■ Task directions
Produce word for word the lines of the data below running from the one that has "Some(KeyAction::Quit)" to the one that has "let outcome = app.run();", inclusive, and no others.

■ Records for this exercise
_ _ _ _ _ _ _

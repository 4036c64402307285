use std::sync::Arc;

use crossterm::event::{KeyEvent, KeyEventKind};

use crate::state::Toggle;

use super::keymap::{KeymapContext, KeymapStore};

#[derive(Debug, Clone, Copy, PartialEq, Eq)]
pub enum KeyAction {
    Quit,
    ResetStatus,
    SwitchTab(i32),
    PickStep(i32),
    PageStep(i32),
    CycleViewMode,
    ItemsPerPageStep(i32),
    OpenItemsPerPage,
    Toggle(Toggle),
    SettingsStep(i32),
    SettingsAdjust(i32),
    Activate,
}

/// Maps raw key events to actions for the active context.
#[derive(Debug, Clone)]
pub(crate) struct InputRouter {
    keymap: Arc<KeymapStore>,
}

impl InputRouter {
    pub(crate) fn new(keymap: Arc<KeymapStore>) -> Self {
        Self { keymap }
    }

    pub(crate) fn classify(&self, key: &KeyEvent, context: KeymapContext) -> Option<KeyAction> {
        if key.kind != KeyEventKind::Press {
            return None;
        }
        self.keymap.classify(key, context)
    }
}

#[cfg(test)]
mod tests {
    use super::*;
    use crate::app::keymap::default_store;
    use crossterm::event::{KeyCode, KeyEventState, KeyModifiers};

    #[test]
    fn releases_are_ignored() {
        let router = InputRouter::new(default_store());
        let release = KeyEvent {
            code: KeyCode::Char('q'),
            modifiers: KeyModifiers::NONE,
            kind: KeyEventKind::Release,
            state: KeyEventState::NONE,
        };
        assert_eq!(router.classify(&release, KeymapContext::Guide), None);
        let press = KeyEvent::new(KeyCode::Char('q'), KeyModifiers::NONE);
        assert_eq!(
            router.classify(&press, KeymapContext::Guide),
            Some(KeyAction::Quit)
        );
    }
}
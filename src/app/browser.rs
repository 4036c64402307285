use anyhow::{Context, Result};
use tokio::sync::oneshot;

use crate::{
    catalog::{CatalogSource, CatalogStore},
    settings::{Settings, SettingsStore},
    state::ViewState,
};

use super::{options::UiOptions, runtime::App};

/// Interactive catalog browser.
///
/// The catalog is fetched on a background runtime while the terminal UI is
/// already up; the list shows a loading state until the fetch settles.
pub struct Bestiary<S> {
    source: S,
    title: Option<String>,
    settings: Settings,
    options: UiOptions,
}

impl<S: CatalogSource + 'static> Bestiary<S> {
    pub fn new(source: S) -> Self {
        Self {
            source,
            title: None,
            settings: Settings::default(),
            options: UiOptions::default(),
        }
    }

    pub fn with_title(mut self, title: impl Into<String>) -> Self {
        self.title = Some(title.into());
        self
    }

    /// Persist preferences in `store` instead of keeping them in memory.
    pub fn with_settings(mut self, store: Box<dyn SettingsStore>) -> Self {
        self.settings = Settings::from_boxed(store);
        self
    }

    pub fn with_options(mut self, options: UiOptions) -> Self {
        self.options = options;
        self
    }

    pub fn run(self) -> Result<()> {
        let Bestiary {
            source,
            title,
            settings,
            options,
        } = self;

        let runtime = tokio::runtime::Builder::new_multi_thread()
            .worker_threads(1)
            .thread_name("bestiary-loader")
            .enable_all()
            .build()
            .context("failed to start the catalog loader")?;

        let (sender, receiver) = oneshot::channel();
        runtime.spawn(async move {
            let result = CatalogStore::load(&source).await;
            if sender.send(result).is_err() {
                tracing::debug!("browser closed before the catalog arrived");
            }
        });

        let mut app = App::new(ViewState::new(settings), options, title, Some(receiver));
        let outcome = app.run();
        runtime.shutdown_background();
        outcome
    }
}
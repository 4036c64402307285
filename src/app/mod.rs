mod browser;
pub(crate) mod input;
pub(crate) mod keymap;
mod options;
mod popup;
mod runtime;
mod status;
mod terminal;

pub use browser::Bestiary;
pub use input::KeyAction;
pub use keymap::KeymapStore;
pub use options::UiOptions;
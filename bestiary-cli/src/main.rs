use std::{
    fs::{self, File},
    path::{Path, PathBuf},
    sync::Mutex,
};

use clap::{ArgAction, Parser, Subcommand};
use color_eyre::eyre::{Result, WrapErr, eyre};
use serde_json::json;
use tracing_subscriber::EnvFilter;

use bestiary::{
    Bestiary, CatalogStore, Entry, EntryId, FileSettings, FileSource, UiOptions,
    domain::{GuideNode, labels},
    io::{DocumentFormat, OutputDestination, write_document},
    parse_guide,
    settings::default_settings_path,
};

const DEFAULT_DATA_FILE: &str = "data.json";

#[derive(Debug, Parser)]
#[command(
    name = "bestiary",
    version,
    about = "Browse a monster catalog in the terminal"
)]
struct Cli {
    /// Catalog document (JSON, or YAML/TOML when enabled)
    #[arg(short = 'd', long = "data", value_name = "PATH", default_value = DEFAULT_DATA_FILE)]
    data: PathBuf,

    /// Where display preferences are stored
    #[arg(long = "settings", value_name = "PATH", conflicts_with = "no_persist")]
    settings: Option<PathBuf>,

    /// Keep preferences in memory for this session only
    #[arg(long = "no-persist")]
    no_persist: bool,

    /// Replace the default key bindings with a JSON keymap
    #[arg(long = "keymap", value_name = "PATH")]
    keymap: Option<PathBuf>,

    /// Title shown in the tab bar
    #[arg(long = "title", value_name = "TEXT")]
    title: Option<String>,

    /// Write logs to this file while the browser is open
    #[arg(long = "log-file", value_name = "PATH")]
    log_file: Option<PathBuf>,

    /// Increase log verbosity (-v debug, -vv trace)
    #[arg(short = 'v', long = "verbose", action = ArgAction::Count, global = true)]
    verbose: u8,

    #[command(subcommand)]
    command: Option<Command>,
}

#[derive(Debug, Subcommand)]
enum Command {
    /// Print every entry in catalog order
    List,
    /// Print one entry with its parsed guide
    Show {
        /// Entry id
        id: i64,
        /// Emit JSON instead of text
        #[arg(long = "json")]
        json: bool,
    },
}

fn main() -> Result<()> {
    color_eyre::install()?;
    let cli = Cli::parse();

    match cli.command {
        None => {
            init_logging(cli.verbose, LogTarget::for_tui(cli.log_file.as_deref())?);
            run_browser(&cli)
        }
        Some(ref command) => {
            init_logging(cli.verbose, LogTarget::Stderr);
            let store = load_catalog(&cli.data)?;
            match command {
                Command::List => print_list(&store),
                Command::Show { id, json } => print_entry(&store, EntryId(*id), *json),
            }
        }
    }
}

enum LogTarget {
    Stderr,
    File(File),
    Discard,
}

impl LogTarget {
    fn for_tui(path: Option<&Path>) -> Result<Self> {
        let Some(path) = path else {
            return Ok(LogTarget::Discard);
        };
        let file = File::create(path)
            .wrap_err_with(|| format!("failed to create log file {}", path.display()))?;
        Ok(LogTarget::File(file))
    }
}

fn init_logging(verbose: u8, target: LogTarget) {
    let default_level = match verbose {
        0 => "info",
        1 => "debug",
        _ => "trace",
    };
    let filter =
        EnvFilter::try_from_default_env().unwrap_or_else(|_| EnvFilter::new(default_level));

    match target {
        LogTarget::Stderr => tracing_subscriber::fmt()
            .with_env_filter(filter)
            .with_target(false)
            .with_writer(std::io::stderr)
            .init(),
        LogTarget::File(file) => tracing_subscriber::fmt()
            .with_env_filter(filter)
            .with_ansi(false)
            .with_writer(Mutex::new(file))
            .init(),
        LogTarget::Discard => {}
    }
}

fn run_browser(cli: &Cli) -> Result<()> {
    let mut options = UiOptions::default();
    if let Some(path) = cli.keymap.as_deref() {
        let source = fs::read_to_string(path)
            .wrap_err_with(|| format!("failed to read keymap {}", path.display()))?;
        options = options
            .with_keymap_json(&source)
            .map_err(|err| eyre!("invalid keymap {}: {err:#}", path.display()))?;
    }

    let mut browser = Bestiary::new(FileSource::new(&cli.data)).with_options(options);
    if let Some(title) = cli.title.as_ref() {
        browser = browser.with_title(title.clone());
    }
    if !cli.no_persist {
        match cli.settings.clone().or_else(default_settings_path) {
            Some(path) => {
                let store = FileSettings::open(path);
                tracing::debug!(path = %store.path().display(), "persisting preferences");
                browser = browser.with_settings(Box::new(store));
            }
            None => tracing::warn!("no settings location available; preferences stay in memory"),
        }
    }

    browser.run().map_err(|err| eyre!("{err:#}"))
}

fn load_catalog(path: &Path) -> Result<CatalogStore> {
    let runtime = tokio::runtime::Builder::new_current_thread()
        .build()
        .wrap_err("failed to start runtime")?;
    let source = FileSource::new(path);
    tracing::debug!(path = %source.path().display(), "loading catalog");
    runtime
        .block_on(CatalogStore::load(&source))
        .map_err(|err| eyre!(labels::load_failed(&err.message())))
}

fn print_list(store: &CatalogStore) -> Result<()> {
    if store.is_empty() {
        println!("{}", labels::NO_ENTRIES);
        return Ok(());
    }
    for entry in store.entries() {
        println!("{} {}", entry.list_label(), entry.star);
    }
    Ok(())
}

fn print_entry(store: &CatalogStore, id: EntryId, as_json: bool) -> Result<()> {
    let entry = store
        .find_by_id(id)
        .ok_or_else(|| eyre!("no entry with id {id}"))?;
    let guide = parse_guide(&entry.detail.guide_lines);

    if as_json {
        let document = json!({
            "entry": entry,
            "basic": entry.basic_rows(),
            "guide": guide,
        });
        return write_document(&document, DocumentFormat::Json, true, &OutputDestination::Stdout)
            .map_err(|err| eyre!("{err:#}"));
    }

    print_text(entry, &guide.nodes);
    Ok(())
}

fn print_text(entry: &Entry, nodes: &[GuideNode]) {
    println!("{}", entry.list_label());
    println!();
    println!("[{}]", labels::BASIC_INFO_TITLE);
    for (key, value) in entry.basic_rows() {
        println!("  {key}: {value}");
    }
    println!();
    println!("[{}]", entry.detail_title());
    for node in nodes {
        match node {
            GuideNode::Block(block) => {
                println!("  {}", block.title);
                for item in &block.items {
                    println!("    - {}", item.plain());
                }
            }
            GuideNode::Paragraph { text } => println!("  {}", text.plain()),
            GuideNode::Pending => println!("  {}", GuideNode::pending_text()),
        }
    }
}
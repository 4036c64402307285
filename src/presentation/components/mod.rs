mod cards;
mod detail;
mod footer;
mod layout;
mod list;
mod popup;
mod settings;
mod tabs;

pub use detail::render_detail;
pub use footer::render_footer;
pub use list::render_list_area;
pub use popup::render_popup;
pub use settings::render_settings;
pub use tabs::render_tabs;
mod error;
mod repository;
mod store;

pub use error::SettingsError;
pub use repository::{
    DARK_MODE_KEY, DEFAULT_ITEMS_PER_PAGE, IMAGE_MODE_KEY, ITEMS_PER_PAGE_KEY, Preferences,
    Settings, THICK_BORDER_KEY, VIEW_MODE_KEY, default_settings_path,
};
pub use store::{FileSettings, MemorySettings, SettingsStore};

_ _ _ _ _ _ _

■ Reply
            Some(KeyAction::Quit)
        );
    }
}
filename src/app/browser.rs
repository 4036c64402307285
use anyhow::{Context, Result};
use tokio::sync::oneshot;

use crate::{
    catalog::{CatalogSource, CatalogStore},
    settings::{Settings, SettingsStore},
    state::ViewState,
};

use super::{options::UiOptions, runtime::App};

/// Interactive catalog browser.
///
/// The catalog is fetched on a background runtime while the terminal UI is
/// already up; the list shows a loading state until the fetch settles.
pub struct Bestiary<S> {
    source: S,
    title: Option<String>,
    settings: Settings,
    options: UiOptions,
}

impl<S: CatalogSource + 'static> Bestiary<S> {
    pub fn new(source: S) -> Self {
        Self {
            source,
            title: None,
            settings: Settings::default(),
            options: UiOptions::default(),
        }
    }

    pub fn with_title(mut self, title: impl Into<String>) -> Self {
        self.title = Some(title.into());
        self
    }

    /// Persist preferences in `store` instead of keeping them in memory.
    pub fn with_settings(mut self, store: Box<dyn SettingsStore>) -> Self {
        self.settings = Settings::from_boxed(store);
        self
    }

    pub fn with_options(mut self, options: UiOptions) -> Self {
        self.options = options;
        self
    }

    pub fn run(self) -> Result<()> {
        let Bestiary {
            source,
            title,
            settings,
            options,
        } = self;

        let runtime = tokio::runtime::Builder::new_multi_thread()
            .worker_threads(1)
            .thread_name("bestiary-loader")
            .enable_all()
            .build()
            .context("failed to start the catalog loader")?;

        let (sender, receiver) = oneshot::channel();
        runtime.spawn(async move {
            let result = CatalogStore::load(&source).await;
            if sender.send(result).is_err() {
                tracing::debug!("browser closed before the catalog arrived");
            }
        });

        let mut app = App::new(ViewState::new(settings), options, title, Some(receiver));
        let outcome = app.run();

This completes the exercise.